Outre le fait que ce pavillon était plus grand et plus clair que celui habituellement réservé aux exposants francophones - où les stands belge, suisse, celui d’Interforum, de Gallimard ou d’Éditeurs Sans Frontières étaient encore installés –, ce changement a permis de désenclaver l’édition francophone.
De plus, selon les habitués du Salon, auquel on reprochait son aspect bazar les années précédentes, ce mélange culturel aura plutôt suscité une amélioration de la présentation des stands, dont les organisateurs avaient fait une priorité.
Ajoutons encore une surface augmentée de deux tiers (9 000 m² en 2006 et 15 000 m² en 2007) qui a probablement contribué à l'amélioration de l’allure générale du Salon.
 
Pourtant, malgré la volonté des organisateurs de faire taire des vieilles rumeurs sur le SILA, la journée d’ouverture n’a pas révélé le professionnalisme attendu : beaucoup d’étagères vides ou, à l’inverse, des livres entassés…
Plusieurs facteurs ont participé à ce désordre. Un facteur logistique d’abord, puisqu’il avait été prévu trop peu de transitaires pour assurer le transport des livres vers les stands. Un facteur politique ensuite, puisque l’inauguration par le président Abdelaziz Bouteflika a entraîné un redoublement des mesures de sécurité, empêchant l’accès des halls d’exposition aux marchandises pendant les douze heures qui ont précédé l’ouverture officielle. Un facteur climatique enfin, avec de très fortes pluies qui ont bloqué certaines routes.
 
Conséquence : certains stands n’ont été approvisionnés en livres que 48 heures après l’ouverture du Salon… Handicap important, quand sur les stands afflue un public pour qui le Salon du livre est perçu comme un événement palliatif des lacunes d’offre et de distribution dans le pays.
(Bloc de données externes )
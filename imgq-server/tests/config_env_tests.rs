//! Environment-variable layer of the server configuration
//!
//! These tests mutate process-wide environment variables and therefore run
//! serially.

use clap::Parser;
use imgq_common::config::{CompiledDefaults, TomlConfig};
use imgq_common::Mode;
use imgq_server::config::{Args, ServerConfig};
use serial_test::serial;
use std::env;

const VARS: &[&str] = &["IMGQ_MODE", "IMGQ_BIND_ADDR", "IMGQ_RECENT_LIMIT"];

fn clear_vars() {
    for var in VARS {
        env::remove_var(var);
    }
}

#[test]
#[serial]
fn test_env_overrides_toml() {
    clear_vars();
    env::set_var("IMGQ_MODE", "multi_user");
    env::set_var("IMGQ_RECENT_LIMIT", "7");

    let args = Args::try_parse_from(["imgq-server"]).unwrap();
    let file = TomlConfig::from_toml_str("mode = \"single_pool\"\nrecent_feed_limit = 20").unwrap();
    let config = ServerConfig::resolve(&args, file, CompiledDefaults::for_current_platform());

    assert_eq!(config.mode, Mode::MultiUser);
    assert_eq!(config.recent_feed_limit, 7);
    clear_vars();
}

#[test]
#[serial]
fn test_cli_overrides_env() {
    clear_vars();
    env::set_var("IMGQ_BIND_ADDR", "0.0.0.0:1111");

    let args = Args::try_parse_from(["imgq-server", "--bind-addr", "127.0.0.1:2222"]).unwrap();
    let config = ServerConfig::resolve(
        &args,
        TomlConfig::default(),
        CompiledDefaults::for_current_platform(),
    );

    assert_eq!(config.bind_addr, "127.0.0.1:2222");
    clear_vars();
}

#[test]
#[serial]
fn test_invalid_mode_in_env_is_rejected() {
    clear_vars();
    env::set_var("IMGQ_MODE", "everyone");

    assert!(Args::try_parse_from(["imgq-server"]).is_err());
    clear_vars();
}
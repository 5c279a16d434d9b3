//! imgq-server library - image question/answer annotation service
//!
//! Serves one unit of work at a time to authenticated annotators, records
//! their annotate/reject/report actions, and reports progress. Runs in one of
//! two deployment modes (`single_pool` or `multi_user`) selected at startup.

use axum::Router;
use imgq_common::Mode;
use sqlx::SqlitePool;
use std::path::PathBuf;
use tower_http::services::ServeDir;
use tower_http::trace::TraceLayer;

pub mod api;
pub mod config;
pub mod error;
pub mod services;
pub mod utils;

use services::{AccessGate, Aggregator, AnnotationStore, AssignmentLedger, ImageCatalog};

/// Application state shared across HTTP handlers
#[derive(Clone)]
pub struct AppState {
    /// Database connection pool
    pub db: SqlitePool,
    /// Deployment variant, fixed for the process lifetime
    pub mode: Mode,
    /// Folder served under /media
    pub media_root: PathBuf,
    /// Default size of the recent feed
    pub recent_feed_limit: i64,
}

impl AppState {
    /// Create new application state
    pub fn new(db: SqlitePool, mode: Mode, media_root: PathBuf, recent_feed_limit: i64) -> Self {
        Self {
            db,
            mode,
            media_root,
            recent_feed_limit,
        }
    }

    pub fn catalog(&self) -> ImageCatalog {
        ImageCatalog::new(self.db.clone())
    }

    pub fn ledger(&self) -> AssignmentLedger {
        AssignmentLedger::new(self.db.clone(), self.mode)
    }

    pub fn store(&self) -> AnnotationStore {
        AnnotationStore::new(self.db.clone(), self.mode)
    }

    pub fn aggregator(&self) -> Aggregator {
        Aggregator::new(self.db.clone())
    }

    pub fn gate(&self) -> AccessGate {
        AccessGate::new(self.db.clone())
    }
}

/// Build application router
///
/// `/health` and `/media` are public; everything under `/api` requires
/// HTTP Basic credentials.
pub fn build_router(state: AppState) -> Router {
    use axum::middleware;
    use axum::routing::{get, post};

    // Protected routes (require authentication)
    let protected = Router::new()
        .route("/api/work", get(api::get_work_item))
        .route("/api/images/:image_id", get(api::get_image))
        .route("/api/annotate", post(api::submit_annotation))
        .route("/api/report", post(api::report_image))
        .route("/api/stats", get(api::get_stats))
        .route("/api/recent", get(api::get_recent_feed))
        .route("/api/leaderboard", get(api::get_leaderboard))
        .route("/api/admin/users", post(api::create_user))
        .route("/api/admin/users/stats", get(api::get_user_breakdown))
        .route("/api/admin/assign", post(api::bulk_assign))
        .route("/api/admin/export", get(api::export_filtered))
        .route("/api/admin/export/all", get(api::export_catalog))
        .layer(middleware::from_fn_with_state(
            state.clone(),
            api::auth_middleware,
        ));

    // Public routes (no authentication)
    let public = Router::new()
        .merge(api::health_routes())
        .nest_service("/media", ServeDir::new(&state.media_root));

    Router::new()
        .merge(protected)
        .merge(public)
        .layer(TraceLayer::new_for_http())
        .with_state(state)
}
Les particuliers achètent par pile des livres qu’ils liront tout au long de l’année et les libraires en profitent pour étoffer leurs rayonnages. Si le prix français est un obstacle pour les ouvrages de littérature (en moyenne, un roman d’éditeur algérien se vend à 3,50 euros) ou de jeunesse, il l’est moins pour les ouvrages de STM (particulièrement de médecine, d’agronomie et d’informatique).
 
Du constant donc dans cette 12e édition du SILA, mais également des nouveautés, dont un nouveau dispositif qui pourrait permettre de fluidifier le marché algérien, concernant la loi d’importation. Jusqu’à présent, une mesure contraignait les sociétés d’import-export de produits destinés à la revente en l’état, de disposer d’un capital minimum de 20 millions de dinars (200 000 euros). Par cette loi, petits et moyens libraires étaient fortement tributaires des importateurs et de leurs choix d’achalandage.
À partir de 2008, cette mesure sera abrogée, et remplacée par l’obligation pour importer d’avoir un capital minimum de 100 000 dinars (1 000 euros). Cela permettra à certains libraires désireux de diversifier leur fonds, de s’affranchir de cette dépendance qui les bridait, eux et les lecteurs.